Task:
In the records below, some lines contain "MetadataKey"; state the number of such lines and nothing else.

Data for this task:
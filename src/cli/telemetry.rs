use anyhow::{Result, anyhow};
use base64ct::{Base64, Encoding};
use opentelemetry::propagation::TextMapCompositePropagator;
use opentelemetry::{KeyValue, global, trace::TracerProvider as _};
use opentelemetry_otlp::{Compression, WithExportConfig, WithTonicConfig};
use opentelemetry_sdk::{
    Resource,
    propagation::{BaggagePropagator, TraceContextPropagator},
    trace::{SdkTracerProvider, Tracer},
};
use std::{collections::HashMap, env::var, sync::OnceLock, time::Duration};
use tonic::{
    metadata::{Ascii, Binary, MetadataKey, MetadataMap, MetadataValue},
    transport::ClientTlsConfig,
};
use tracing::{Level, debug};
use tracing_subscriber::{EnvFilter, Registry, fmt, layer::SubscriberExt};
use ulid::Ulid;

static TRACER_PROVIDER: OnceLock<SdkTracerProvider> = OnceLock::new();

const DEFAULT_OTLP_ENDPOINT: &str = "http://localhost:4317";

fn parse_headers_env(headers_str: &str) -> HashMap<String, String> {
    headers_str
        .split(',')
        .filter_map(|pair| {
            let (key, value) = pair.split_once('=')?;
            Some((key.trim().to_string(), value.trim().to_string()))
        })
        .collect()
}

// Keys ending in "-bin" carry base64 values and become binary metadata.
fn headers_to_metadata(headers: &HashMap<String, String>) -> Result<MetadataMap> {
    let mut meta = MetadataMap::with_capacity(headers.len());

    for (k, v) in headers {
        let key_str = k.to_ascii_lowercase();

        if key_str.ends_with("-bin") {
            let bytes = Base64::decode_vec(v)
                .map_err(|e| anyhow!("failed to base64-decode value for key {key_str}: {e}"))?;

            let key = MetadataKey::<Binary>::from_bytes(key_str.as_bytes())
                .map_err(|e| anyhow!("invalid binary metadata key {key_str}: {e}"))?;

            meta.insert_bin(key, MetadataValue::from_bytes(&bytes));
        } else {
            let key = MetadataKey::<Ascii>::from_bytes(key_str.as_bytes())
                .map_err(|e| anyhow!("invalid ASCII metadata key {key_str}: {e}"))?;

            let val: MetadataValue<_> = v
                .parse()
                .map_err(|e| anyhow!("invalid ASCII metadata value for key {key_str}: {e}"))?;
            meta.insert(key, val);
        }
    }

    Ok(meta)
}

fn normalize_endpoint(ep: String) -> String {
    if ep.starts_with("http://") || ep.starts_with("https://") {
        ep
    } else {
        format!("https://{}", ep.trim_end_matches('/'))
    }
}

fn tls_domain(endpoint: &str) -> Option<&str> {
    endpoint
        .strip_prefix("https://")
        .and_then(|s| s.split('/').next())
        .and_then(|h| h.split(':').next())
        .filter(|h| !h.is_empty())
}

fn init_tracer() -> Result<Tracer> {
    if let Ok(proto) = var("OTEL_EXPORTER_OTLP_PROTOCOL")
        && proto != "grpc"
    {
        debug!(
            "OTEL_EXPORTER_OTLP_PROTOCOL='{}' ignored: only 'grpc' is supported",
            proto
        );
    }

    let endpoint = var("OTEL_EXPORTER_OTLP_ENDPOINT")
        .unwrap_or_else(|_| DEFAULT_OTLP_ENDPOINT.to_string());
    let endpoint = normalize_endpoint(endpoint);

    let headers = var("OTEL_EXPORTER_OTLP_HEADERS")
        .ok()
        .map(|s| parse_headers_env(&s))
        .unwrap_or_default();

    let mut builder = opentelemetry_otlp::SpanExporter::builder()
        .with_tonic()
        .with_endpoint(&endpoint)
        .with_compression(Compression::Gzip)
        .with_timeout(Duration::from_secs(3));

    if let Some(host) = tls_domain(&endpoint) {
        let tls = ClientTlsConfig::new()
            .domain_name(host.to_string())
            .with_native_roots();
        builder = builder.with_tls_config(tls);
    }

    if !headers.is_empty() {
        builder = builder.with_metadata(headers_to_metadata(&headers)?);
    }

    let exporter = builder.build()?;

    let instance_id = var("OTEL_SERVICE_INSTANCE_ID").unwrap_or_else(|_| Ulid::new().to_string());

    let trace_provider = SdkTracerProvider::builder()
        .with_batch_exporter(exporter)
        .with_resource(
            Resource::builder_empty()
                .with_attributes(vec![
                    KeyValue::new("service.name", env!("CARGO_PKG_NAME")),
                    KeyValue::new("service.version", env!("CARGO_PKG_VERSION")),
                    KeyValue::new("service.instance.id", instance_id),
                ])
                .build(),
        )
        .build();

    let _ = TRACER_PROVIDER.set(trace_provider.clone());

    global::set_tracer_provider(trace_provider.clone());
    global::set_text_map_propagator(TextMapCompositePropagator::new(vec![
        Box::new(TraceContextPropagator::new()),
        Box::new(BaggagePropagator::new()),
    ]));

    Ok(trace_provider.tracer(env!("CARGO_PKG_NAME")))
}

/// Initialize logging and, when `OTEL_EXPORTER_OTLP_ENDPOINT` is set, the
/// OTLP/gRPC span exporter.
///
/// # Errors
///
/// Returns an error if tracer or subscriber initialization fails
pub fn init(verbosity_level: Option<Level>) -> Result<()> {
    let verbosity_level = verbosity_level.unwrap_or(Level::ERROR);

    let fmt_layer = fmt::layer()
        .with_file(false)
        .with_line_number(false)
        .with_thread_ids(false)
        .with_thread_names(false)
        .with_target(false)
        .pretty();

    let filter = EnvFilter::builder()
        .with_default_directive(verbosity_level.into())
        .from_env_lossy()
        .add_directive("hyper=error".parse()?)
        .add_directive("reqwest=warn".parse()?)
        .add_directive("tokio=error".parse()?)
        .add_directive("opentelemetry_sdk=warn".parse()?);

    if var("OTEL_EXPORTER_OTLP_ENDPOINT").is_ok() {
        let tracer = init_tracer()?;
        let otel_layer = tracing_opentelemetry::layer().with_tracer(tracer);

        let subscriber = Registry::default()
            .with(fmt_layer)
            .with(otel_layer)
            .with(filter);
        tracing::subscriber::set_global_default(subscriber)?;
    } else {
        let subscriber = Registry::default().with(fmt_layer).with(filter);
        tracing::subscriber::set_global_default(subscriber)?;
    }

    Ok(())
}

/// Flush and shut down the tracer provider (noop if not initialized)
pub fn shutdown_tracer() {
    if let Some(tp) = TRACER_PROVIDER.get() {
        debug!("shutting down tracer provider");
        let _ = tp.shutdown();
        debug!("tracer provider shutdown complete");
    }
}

...

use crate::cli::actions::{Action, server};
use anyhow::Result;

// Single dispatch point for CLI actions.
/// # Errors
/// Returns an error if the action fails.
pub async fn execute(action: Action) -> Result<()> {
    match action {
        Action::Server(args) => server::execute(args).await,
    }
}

Solution below:
3